Current Release Version pypi Version PyPi downloads Code style: black

Install

pip install classy-classification

Quickstart

SpaCy embeddings

import spacy
import classy_classification

data = {
    "furniture": ["This text is about chairs.",
               "Couches, benches and televisions.",
               "I really need to get a new sofa."],
    "kitchen": ["There also exist things like fridges.",
                "I hope to be getting a new stove today.",
                "Do you also have some ovens."]
}

nlp = spacy.load("en_core_web_md")
nlp.add_pipe(
    "text_categorizer", 
    config={
        "data": data, 
        "model": "spacy"
    }
) 

print(nlp("I am looking for kitchen appliances.")._.cats)

# Output:
#
# [{"label": "furniture", "score": 0.21}, {"label": "kitchen", "score": 0.79}]

Sentence-transfomer embeddings

import spacy
import classy_classification

data = {
    "furniture": ["This text is about chairs.",
               "Couches, benches and televisions.",
               "I really need to get a new sofa."],
    "kitchen": ["There also exist things like fridges.",
                "I hope to be getting a new stove today.",
                "Do you also have some ovens."]
}

nlp = spacy.blank("en")
nlp.add_pipe(
    "text_categorizer", 
    config={
        "data": data, 
        "model": "sentence-transformers/paraphrase-multilingual-MiniLM-L12-v2",
        "device": "gpu"
    }
) 

print(nlp("I am looking for kitchen appliances.")._.cats)

# Output:
#
# [{"label": "furniture", "score": 0.21}, {"label": "kitchen", "score": 0.79}]

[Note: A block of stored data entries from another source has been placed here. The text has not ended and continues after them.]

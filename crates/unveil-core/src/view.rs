//! Presentation flags.
//!
//! None of these touch reveal progress: they only select how the same
//! controller state is drawn.

use std::fmt;

use serde::{Deserialize, Serialize};

/// Text direction for the reader surfaces.
#[derive(Debug, Clone, Copy, PartialEq, Eq, Default, Serialize, Deserialize)]
#[serde(rename_all = "lowercase")]
pub enum Direction {
    #[default]
    Ltr,
    Rtl,
}

impl Direction {
    #[must_use]
    pub fn toggled(self) -> Self {
        match self {
            Direction::Ltr => Direction::Rtl,
            Direction::Rtl => Direction::Ltr,
        }
    }

    pub fn label(self) -> &'static str {
        match self {
            Direction::Ltr => "LTR",
            Direction::Rtl => "RTL",
        }
    }
}

impl fmt::Display for Direction {
    fn fmt(&self, f: &mut fmt::Formatter<'_>) -> fmt::Result {
        f.write_str(self.label())
    }
}

/// The four independent view toggles, passed by value to rendering.
#[derive(Debug, Clone, Copy, PartialEq, Eq, Default)]
pub struct ViewOptions {
    pub direction: Direction,
    /// Render lines as markdown instead of plain text.
    pub markup: bool,
    /// Dim everything except the current line.
    pub focus_dim: bool,
    /// Show the fullscreen surface instead of the inline panel.
    pub fullscreen: bool,
}

/// A single view flag, used by toggle events.
#[derive(Debug, Clone, Copy, PartialEq, Eq)]
pub enum ViewToggle {
    Direction,
    Markup,
    FocusDim,
    Fullscreen,
}

impl ViewOptions {
    /// Flips one flag and returns a short description of the new state.
    pub fn toggle(&mut self, toggle: ViewToggle) -> String {
        match toggle {
            ViewToggle::Direction => {
                self.direction = self.direction.toggled();
                format!("Direction: {}", self.direction)
            }
            ViewToggle::Markup => {
                self.markup = !self.markup;
                format!("Markup: {}", on_off(self.markup))
            }
            ViewToggle::FocusDim => {
                self.focus_dim = !self.focus_dim;
                format!("Focus: {}", on_off(self.focus_dim))
            }
            ViewToggle::Fullscreen => {
                self.fullscreen = !self.fullscreen;
                format!("Fullscreen: {}", on_off(self.fullscreen))
            }
        }
    }
}

fn on_off(value: bool) -> &'static str {
    if value { "on" } else { "off" }
}

#[cfg(test)]
mod tests {
    use super::*;

    #[test]
    fn test_toggles_are_independent() {
        let mut view = ViewOptions::default();
        view.toggle(ViewToggle::Markup);
        view.toggle(ViewToggle::Direction);
        assert!(view.markup);
        assert_eq!(view.direction, Direction::Rtl);
        assert!(!view.focus_dim);
        assert!(!view.fullscreen);

        assert_eq!(view.toggle(ViewToggle::Direction), "Direction: LTR");
        assert_eq!(view.toggle(ViewToggle::Fullscreen), "Fullscreen: on");
        assert!(view.markup);
    }

    #[test]
    fn test_direction_serde_lowercase() {
        #[derive(Deserialize)]
        struct Wrapper {
            direction: Direction,
        }
        let parsed: Wrapper = toml::from_str("direction = \"rtl\"").unwrap();
        assert_eq!(parsed.direction, Direction::Rtl);
    }
}
//! Default command: the interactive reader.

use anyhow::{Context, Result};
use unveil_core::config::Config;
use unveil_core::source::TextSource;
use unveil_core::{Direction, ViewOptions, logging};
use unveil_tui::Session;

use crate::cli::ViewArgs;

impl ViewArgs {
    /// Turns on the flags given on the command line.
    fn apply(&self, mut view: ViewOptions) -> ViewOptions {
        if self.rtl {
            view.direction = Direction::Rtl;
        }
        view.markup |= self.markup;
        view.focus_dim |= self.focus;
        view.fullscreen |= self.fullscreen;
        view
    }
}

pub fn run(file: Option<&str>, view_args: &ViewArgs) -> Result<()> {
    let config = Config::load().context("load config")?;
    let _log_guard = logging::init(&config).context("init logging")?;

    let (text, source_label) = match file.map(TextSource::from_arg) {
        Some(source) => (Some(source.read()?), Some(source.to_string())),
        None => (None, None),
    };

    unveil_tui::run_reader(Session {
        text,
        source_label,
        view: view_args.apply(config.view_options()),
        settle_delay: config.settle_delay(),
    })
}

#[cfg(test)]
mod tests {
    use super::*;

    #[test]
    fn test_flags_override_config() {
        let args = ViewArgs {
            rtl: true,
            focus: true,
            ..ViewArgs::default()
        };
        let config_view = ViewOptions {
            markup: true,
            ..ViewOptions::default()
        };
        let view = args.apply(config_view);
        assert_eq!(view.direction, Direction::Rtl);
        assert!(view.markup);
        assert!(view.focus_dim);
        assert!(!view.fullscreen);
    }
}
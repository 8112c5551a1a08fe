//! Feature slices for the TUI (state/update/render per slice).

pub mod compose;
pub mod reader;
pub mod statusline;
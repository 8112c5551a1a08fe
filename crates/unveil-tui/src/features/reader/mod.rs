//! Reader feature slice: reveal keys, surfaces and scroll state.

mod render;
mod update;
mod viewport;

pub use render::{GUTTER_WIDTH, SurfaceLines, render_fullscreen, render_inline, surface_lines};
pub use update::{SCROLL_STEP, WHEEL_STEP, advance, handle_key, reset, start_reveal, toggle_view};
pub use viewport::{RowSpan, SurfaceLayout, Viewport};
//! Markdown and plain-text line rendering.
//!
//! - `render_markup()`: markdown text into wrapped styled lines
//! - `render_plain()`: plain text into wrapped styled lines
//! - `wrap_spans()`: word wrapping with hanging indents
//!
//! Output is terminal-agnostic (`StyledLine`); the reader converts it to
//! ratatui lines with its own tone (revealed, current, dimmed).

use std::borrow::Cow;

mod parse;
mod style;
mod wrap;

pub use parse::render_markup;
pub use style::{Style, StyledLine, StyledSpan};
pub use wrap::{WrapOptions, wrap_spans};

/// Columns a tab occupies on screen.
pub const TAB_WIDTH: usize = 4;

/// Replaces tabs with spaces for display. Line values keep their tabs.
pub fn expand_tabs(text: &str) -> Cow<'_, str> {
    if text.contains('\t') {
        Cow::Owned(text.replace('\t', &" ".repeat(TAB_WIDTH)))
    } else {
        Cow::Borrowed(text)
    }
}

/// Renders text without markdown interpretation, one source line per row
/// before wrapping.
pub fn render_plain(text: &str, width: usize) -> Vec<StyledLine> {
    if text.is_empty() {
        return Vec::new();
    }
    let span = StyledSpan::new(text, Style::Body);
    wrap_spans(std::slice::from_ref(&span), &WrapOptions::new(width))
}

#[cfg(test)]
mod tests {
    use super::*;

    #[test]
    fn test_render_plain_keeps_markdown_literal() {
        let lines = render_plain("# not a heading\n**x**", 40);
        let texts: Vec<String> = lines.iter().map(StyledLine::text).collect();
        assert_eq!(texts, vec!["# not a heading", "**x**"]);
        assert!(lines.iter().flat_map(|l| &l.spans).all(|s| s.style == Style::Body));
    }

    #[test]
    fn test_expand_tabs() {
        assert_eq!(expand_tabs("a\tb"), "a    b");
        assert!(matches!(expand_tabs("no tabs"), Cow::Borrowed(_)));
    }

    #[test]
    fn test_render_plain_empty() {
        assert!(render_plain("", 40).is_empty());
    }
}
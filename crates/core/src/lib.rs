//! Vox Core
//!
//! Contracts for the collaborators the gateway drives: the conversation engine
//! that turns captured audio into a structured reply, and the voice synthesizer
//! that turns reply text into float32 PCM. The stub implementations in this
//! crate stand in for the real services and keep the gateway runnable offline.

pub mod audio;
pub mod echo;
pub mod engine;
pub mod reply;
pub mod synth;

pub use echo::EchoEngine;
pub use engine::{ConversationEngine, UltravoxEngine};
pub use reply::{RawReply, Reply, ReplyError};
pub use synth::{AudioStream, SynthesisError, ToneSynthesizer, VoiceSynthesizer};
//! The per-session outbound queue and the writer task that drains it.
//!
//! Every frame bound for a client goes through its session's queue, so the
//! writer task is the only code that touches the socket. A speech reply is a
//! single queue item: the writer streams it from `audio_start` to `audio_end`
//! before it looks at the next item, which keeps the handshake contiguous
//! without anyone holding a lock across the synthesizer.

use super::{
    protocol::{AudioFormat, ServerMessage},
    registry::SessionId,
    sink::{FrameSink, TransportError, send_msg},
};
use futures_util::{FutureExt, StreamExt};
use std::{any::Any, panic::AssertUnwindSafe};
use tokio::sync::{mpsc, oneshot};
use tracing::{Instrument, debug, error, info, warn};
use vox_core::AudioStream;

/// Queue depth per session.
pub const OUTBOX_CAPACITY: usize = 128;

pub type Ack<T> = oneshot::Sender<Result<T, TransportError>>;

/// A unit of work for the writer task.
pub enum Outbound {
    /// One text frame. `ack` receives the send outcome when present.
    Text { text: String, ack: Option<Ack<()>> },
    /// A complete speech reply, streamed as one uninterrupted handshake.
    Speech { chunks: AudioStream, ack: Ack<Handshake> },
}

/// How far a speech reply got through the handshake.
#[derive(Debug, Default, Clone, Copy, PartialEq, Eq)]
pub struct Handshake {
    pub chunks: usize,
    pub bytes: usize,
    /// `false` when synthesis failed before the stream was drained.
    pub complete: bool,
}

/// Spawns the writer task for one session and returns its queue.
///
/// The task ends when every sender is dropped or the first send fails. Items
/// still queued at that point are dropped, so their acks resolve as closed.
pub fn spawn_writer(
    session_id: SessionId,
    sink: Box<dyn FrameSink>,
    capacity: usize,
) -> mpsc::Sender<Outbound> {
    let (tx, rx) = mpsc::channel(capacity);
    let span = tracing::info_span!("outbox", session_id = %session_id);
    tokio::spawn(run_writer(sink, rx).instrument(span));
    tx
}

async fn run_writer(mut sink: Box<dyn FrameSink>, mut rx: mpsc::Receiver<Outbound>) {
    while let Some(item) = rx.recv().await {
        let healthy = match item {
            Outbound::Text { text, ack } => settle(sink.send_text(text).await, ack),
            Outbound::Speech { chunks, ack } => {
                settle(stream_speech(&mut *sink, chunks).await, Some(ack))
            }
        };
        if !healthy {
            warn!("Outbound connection failed; writer stopping");
            return;
        }
    }
    debug!("Outbound queue closed");
}

/// Hands `result` to whoever is waiting on it. Returns whether the connection
/// is still usable.
fn settle<T>(result: Result<T, TransportError>, ack: Option<Ack<T>>) -> bool {
    let healthy = result.is_ok();
    match ack {
        // The waiter may have given up; the outcome is still reflected in `healthy`.
        Some(ack) => {
            let _ = ack.send(result);
        }
        None => {
            if let Err(e) = result {
                warn!(error = %e, "Failed to deliver queued frame");
            }
        }
    }
    healthy
}

/// Sends `audio_start`, every synthesized chunk in order, then `audio_end`.
///
/// A synthesis failure after `audio_start` (an error item or a panic while
/// polling the stream) is only logged: the handshake is closed with
/// `audio_end` and the client sees a truncated stream.
pub async fn stream_speech(
    sink: &mut dyn FrameSink,
    mut chunks: AudioStream,
) -> Result<Handshake, TransportError> {
    send_msg(
        sink,
        &ServerMessage::AudioStart {
            format: AudioFormat::Float32,
        },
    )
    .await?;

    let mut handshake = Handshake {
        complete: true,
        ..Handshake::default()
    };
    loop {
        let next = AssertUnwindSafe(chunks.next()).catch_unwind().await;
        match next {
            Ok(None) => break,
            Ok(Some(Ok(chunk))) => {
                handshake.bytes += chunk.len();
                sink.send_binary(chunk).await?;
                handshake.chunks += 1;
            }
            Ok(Some(Err(e))) => {
                error!(error = %e, chunks_sent = handshake.chunks, "Streaming text-to-speech failed");
                handshake.complete = false;
                break;
            }
            Err(panic) => {
                error!(panic = %panic_message(&panic), chunks_sent = handshake.chunks, "Synthesizer panicked mid-stream");
                handshake.complete = false;
                break;
            }
        }
    }
    if handshake.complete && handshake.chunks == 0 {
        warn!("Synthesizer produced no audio");
    }

    send_msg(sink, &ServerMessage::AudioEnd).await?;
    info!(
        chunks = handshake.chunks,
        bytes = handshake.bytes,
        complete = handshake.complete,
        "Audio reply streamed"
    );
    Ok(handshake)
}

/// Best-effort text of a caught panic payload.
pub fn panic_message(panic: &Box<dyn Any + Send>) -> String {
    if let Some(s) = panic.downcast_ref::<&str>() {
        s.to_string()
    } else if let Some(s) = panic.downcast_ref::<String>() {
        s.clone()
    } else {
        "non-string panic payload".to_string()
    }
}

Hugginface zero-shot classifiers

import spacy
import classy_classification

data = ["furniture", "kitchen"]

nlp = spacy.blank("en")
nlp.add_pipe(
    "text_categorizer", 
    config={
        "data": data, 
        "model": "facebook/bart-large-mnli",
        "cat_type": "zero",
        "device": "gpu"
    }
) 

print(nlp("I am looking for kitchen appliances.")._.cats)

# Output:
#
# [{"label": "furniture", "score": 0.21}, {"label": "kitchen", "score": 0.79}]

Credits

Inspiration Drawn From

Huggingface does offer some nice models for few/zero-shot classification, but these are not tailored to multi-lingual approaches. Rasa NLU has a nice approach for this, but its too embedded in their codebase for easy usage outside of Rasa/chatbots. Additionally, it made sense to integrate sentence-transformers and Hugginface zero-shot, instead of default word embeddings. Finally, I decided to integrate with Spacy, since training a custom Spacy TextCategorizer seems like a lot of hassle if you want something quick and dirty.

Or buy me a coffee

"Buy Me A Coffee"

Standalone usage without spaCy

from classy_classification import classyClassifier

data = {
    "furniture": ["This text is about chairs.",
               "Couches, benches and televisions.",
               "I really need to get a new sofa."],
    "kitchen": ["There also exist things like fridges.",
                "I hope to be getting a new stove today.",
                "Do you also have some ovens."]
}

classifier = classyClassifier(data=data)
classifier("I am looking for kitchen appliances.")
classifier.pipe(["I am looking for kitchen appliances."])

# overwrite training data
classifier.set_training_data(data=data)
classifier("I am looking for kitchen appliances.")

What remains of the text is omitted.